Kohler is fairly circumspect when asked which countries are having the greatest influence on design.
“Right now, there’s a balance from all over the world – North America, Europe and Asia. Historically, Asia hasn’t contributed much to design, but that is increasing as China and India become major forces. Designs from Australia are very impressive because local architects and designers know their customer segment and have reflected the market’s design needs in their products.”
Kohler believes we will soon see more emphasis on good bathroom design in the global hotel industry.
“It’s expanding around the world. The hotel market is a very important and vibrant market. We have noticed that more space is being devoted to showering in the hospitality market.”
He sees quality, well-designed bathroom fixtures going hand-in-hand with these redesigned rooms. Business travelers and holiday makers will be wooed by hotels with a combination of bedroom and bathroom, rather than just somewhere to sleep.
“Many hotels are investing in both of those areas – making it experiential for their customers and a point of differentiation from other hotels.”
Brand-hungry China is an important market for a manufacturer like Kohler Co, a major player in the region.

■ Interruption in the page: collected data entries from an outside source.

//! Run lifecycle supervision: registry of live runs, stop requests,
//! terminal persistence and status transitions.

use std::collections::HashMap;
use std::sync::Arc;

use anyhow::{Context, Result};
use async_trait::async_trait;
use chrono::Utc;
use tokio::sync::RwLock;
use tokio_util::sync::CancellationToken;
use tracing::{error, info, warn};

use crate::classifier::Classifier;
use crate::config::ScoutConfig;
use crate::events::{EventKind, EventSink, ProgressEvent};
use crate::fetcher::PageFetcher;
use crate::outbound::{HttpDispatcher, JobDispatcher, MockDispatcher};
use crate::pipeline::Pipeline;
use crate::publisher::EventPublisher;
use crate::storage::ScoutStorage;
use crate::types::*;

/// Sink that appends each event to storage and broadcasts it to live
/// observers. A storage failure is logged and does not interrupt the run.
pub struct StorageSink {
    storage: Arc<dyn ScoutStorage>,
    publisher: EventPublisher,
}

impl StorageSink {
    pub fn new(storage: Arc<dyn ScoutStorage>, publisher: EventPublisher) -> Self {
        Self { storage, publisher }
    }
}

#[async_trait]
impl EventSink for StorageSink {
    async fn emit(&self, event: ProgressEvent) {
        if let Err(err) = self.storage.append_event(&event).await {
            warn!(run_id = %event.run_id, error = %err, "failed to persist progress event");
        }
        self.publisher.publish(event).await;
    }
}

struct RunHandle {
    stop: CancellationToken,
}

/// Owns the set of live runs. One pipeline task per run; stop requests
/// cancel the run's token and take effect at the next boundary.
pub struct RunManager {
    storage: Arc<dyn ScoutStorage>,
    publisher: EventPublisher,
    fetcher: Arc<dyn PageFetcher>,
    classifier: Arc<dyn Classifier>,
    config: ScoutConfig,
    shutdown: CancellationToken,
    active: Arc<RwLock<HashMap<RunId, RunHandle>>>,
}

impl RunManager {
    pub fn new(
        storage: Arc<dyn ScoutStorage>,
        publisher: EventPublisher,
        fetcher: Arc<dyn PageFetcher>,
        classifier: Arc<dyn Classifier>,
        config: ScoutConfig,
        shutdown: CancellationToken,
    ) -> Self {
        Self {
            storage,
            publisher,
            fetcher,
            classifier,
            config,
            shutdown,
            active: Arc::new(RwLock::new(HashMap::new())),
        }
    }

    fn dispatcher(&self, use_mock: bool) -> Result<Arc<dyn JobDispatcher>> {
        if use_mock {
            return Ok(Arc::new(MockDispatcher));
        }
        let endpoint = self
            .config
            .outbound_endpoint
            .clone()
            .context("outbound endpoint not configured")?;
        Ok(Arc::new(HttpDispatcher::new(
            endpoint,
            "scout".to_string(),
            self.config.outbound_timeout(),
            self.config.outbound_max_retries,
        )?))
    }

    /// Create and launch a run. Returns once the run is registered and its
    /// pipeline task is spawned.
    pub async fn start_run(self: &Arc<Self>, config: RunConfig) -> Result<RunId> {
        // Fail before the run row exists; a run that never launched must not
        // sit in `running` with no task behind it.
        let dispatcher = self.dispatcher(config.use_mock_outbound)?;

        let run_id = RunId::new();
        let run = Run::new(run_id, config.clone());
        self.storage.create_run(&run).await?;
        let stop = self.shutdown.child_token();
        self.active
            .write()
            .await
            .insert(run_id, RunHandle { stop: stop.clone() });

        let sink: Arc<dyn EventSink> =
            Arc::new(StorageSink::new(self.storage.clone(), self.publisher.clone()));
        sink.emit(ProgressEvent::new(
            run_id,
            EventKind::Start,
            format!("starting run {run_id}"),
        ))
        .await;

        let manager = self.clone();
        tokio::spawn(async move {
            manager.drive_run(run_id, config, dispatcher, sink, stop).await;
        });

        Ok(run_id)
    }

    async fn drive_run(
        self: Arc<Self>,
        run_id: RunId,
        config: RunConfig,
        dispatcher: Arc<dyn JobDispatcher>,
        sink: Arc<dyn EventSink>,
        stop: CancellationToken,
    ) {
        let heartbeat_token = CancellationToken::new();
        let heartbeat = {
            let publisher = self.publisher.clone();
            let token = heartbeat_token.clone();
            tokio::spawn(async move { publisher.heartbeat_loop(run_id, token).await })
        };

        let pipeline = Pipeline::new(
            self.fetcher.clone(),
            self.classifier.clone(),
            dispatcher,
            sink.clone(),
            self.config.clone(),
        );
        let result = pipeline.run(run_id, &config.urls, &stop).await;

        let status = if self.shutdown.is_cancelled() {
            RunStatus::Cancelled
        } else if stop.is_cancelled() {
            RunStatus::Stopped
        } else {
            RunStatus::Completed
        };

        let terminal = match self.persist_result(run_id, &config, &result).await {
            Ok(()) => status,
            Err(err) => {
                error!(run_id = %run_id, error = %err, "failed to persist run results");
                sink.emit(ProgressEvent::new(
                    run_id,
                    EventKind::Error,
                    format!("run failed: {err}"),
                ))
                .await;
                RunStatus::Failed
            }
        };

        if let Err(err) = self.storage.update_run_status(run_id, terminal).await {
            error!(run_id = %run_id, error = %err, "failed to record terminal run status");
        }

        heartbeat_token.cancel();
        heartbeat.abort();
        self.active.write().await.remove(&run_id);
        info!(
            run_id = %run_id,
            status = terminal.as_str(),
            jobs = result.jobs.len(),
            sources = result.sources.len(),
            "run finished"
        );
    }

    async fn persist_result(
        &self,
        run_id: RunId,
        config: &RunConfig,
        result: &PipelineResult,
    ) -> Result<()> {
        for job in &result.jobs {
            self.storage.upsert_job(run_id, job).await?;

            if job.passed {
                let attempt = OutboundAttempt {
                    run_id,
                    job_url: job.url.clone(),
                    status: "sent".to_string(),
                    response_status: None,
                    response_body: Some(if config.use_mock_outbound {
                        "mock".to_string()
                    } else {
                        "sent".to_string()
                    }),
                    created_at: Utc::now(),
                };
                self.storage.add_outbound_attempt(&attempt).await?;
                // Persistence runs after the run's terminal event; the
                // attempt row is the record, no late progress events.
                info!(run_id = %run_id, url = %job.url, "outbound attempt recorded");
            }
        }

        for source in &result.sources {
            // An interrupted source keeps its historical standing.
            let status = match source.status {
                SourceStatus::Stopped => SourceStatus::Active,
                other => other,
            };
            self.storage
                .record_source_result(&source.url, status, source.passed as i64, None)
                .await?;
        }

        Ok(())
    }

    /// Ask a live run to stop at its next boundary. Returns false when the
    /// run is not active.
    pub async fn request_stop(&self, run_id: RunId) -> bool {
        let active = self.active.read().await;
        match active.get(&run_id) {
            Some(handle) => {
                handle.stop.cancel();
                info!(run_id = %run_id, "stop requested");
                true
            }
            None => false,
        }
    }

    pub async fn is_active(&self, run_id: RunId) -> bool {
        self.active.read().await.contains_key(&run_id)
    }

    pub async fn active_count(&self) -> usize {
        self.active.read().await.len()
    }
}
// HTTP routes
pub mod health;
pub mod jobs;
pub mod runs;
pub mod sources;
pub mod stream;

pub use health::*;
pub use jobs::*;
pub use runs::*;
pub use sources::*;
pub use stream::*;
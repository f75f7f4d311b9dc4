//! Filter engine: the ordered, short-circuiting accept/reject decision.
//!
//! Three gates, each terminal on failure: classifier confidence, role
//! heuristic, geographic eligibility. Deterministic given identical inputs:
//! no retries, no external calls.

use serde::{Deserialize, Serialize};

use crate::geo;
use crate::roles;
use crate::types::Classification;

/// Tunables for the filter decision.
#[derive(Debug, Clone, Serialize, Deserialize)]
pub struct FilterContext {
    pub min_score: f32,
}

impl Default for FilterContext {
    fn default() -> Self {
        Self { min_score: 0.5 }
    }
}

/// The full decision, with a human-readable reason for auditing.
#[derive(Debug, Clone, PartialEq, Serialize, Deserialize)]
pub struct FilterResult {
    pub passed: bool,
    pub reason: String,
    pub score: f32,
    pub region: Option<String>,
    pub city: Option<String>,
}

impl FilterResult {
    fn rejected(reason: String, score: f32) -> Self {
        Self {
            passed: false,
            reason,
            score,
            region: None,
            city: None,
        }
    }
}

/// Inputs for one evaluation. All extracted fields are optional.
#[derive(Debug, Clone, Default)]
pub struct FilterInput<'a> {
    pub title: Option<&'a str>,
    pub description: Option<&'a str>,
    pub summary: Option<&'a str>,
    pub location: Option<&'a str>,
}

/// Evaluate the ordered gates. The first failing gate is the decision.
pub fn evaluate(
    classification: &Classification,
    input: FilterInput<'_>,
    context: &FilterContext,
) -> FilterResult {
    let score = classification.score;

    // Gate 1: model confidence.
    if score < context.min_score {
        return FilterResult::rejected(
            format!(
                "model score below threshold ({score:.2} < {:.2})",
                context.min_score
            ),
            score,
        );
    }

    // Gate 2: role heuristic.
    let verdict = roles::is_dev_role(input.title, input.description, input.summary);
    if !verdict.is_dev {
        return FilterResult::rejected(verdict.reason, score);
    }

    // Gate 3: geographic eligibility.
    let resolution = geo::resolve(input.location);
    if !resolution.eligible {
        return FilterResult {
            passed: false,
            reason: "location outside Israel".to_string(),
            score,
            region: Some(resolution.region),
            city: resolution.city,
        };
    }

    FilterResult {
        passed: true,
        reason: "passed filter".to_string(),
        score,
        region: Some(resolution.region),
        city: resolution.city,
    }
}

“It will be a leading country in GDP terms in the next 10–20 years, so naturally China is in our long-term plans. We are there primarily for the domestic market and have six local manufacturing facilities.”
Kohler does not believe another country will surpass China in the foreseeable future, but high-growth markets like India and Russia will create many opportunities for manufacturing companies. Local plants in these countries will need to increase their efficiency and capacity to meet the needs of burgeoning economies.
“India presents great opportunities, but its infrastructure needs substantial work to enable the country to grow at a rate near to China’s. It’s the same with Russia, which has a smaller market size – and demographic challenges. While the country’s wealth is growing, the population will decline in the next 20 years, creating real challenges for that region’s economy.”
However, Kohler is not fazed by the challenges that lie ahead for his group. He plans to maintain the company’s success as a manufacturer by sticking to its guiding principles and living the mission statement: ‘Enhance the level of gracious living for all those people touched by our products and services.’
And that, of course, involves continuing to employ the best people and listening to the markets.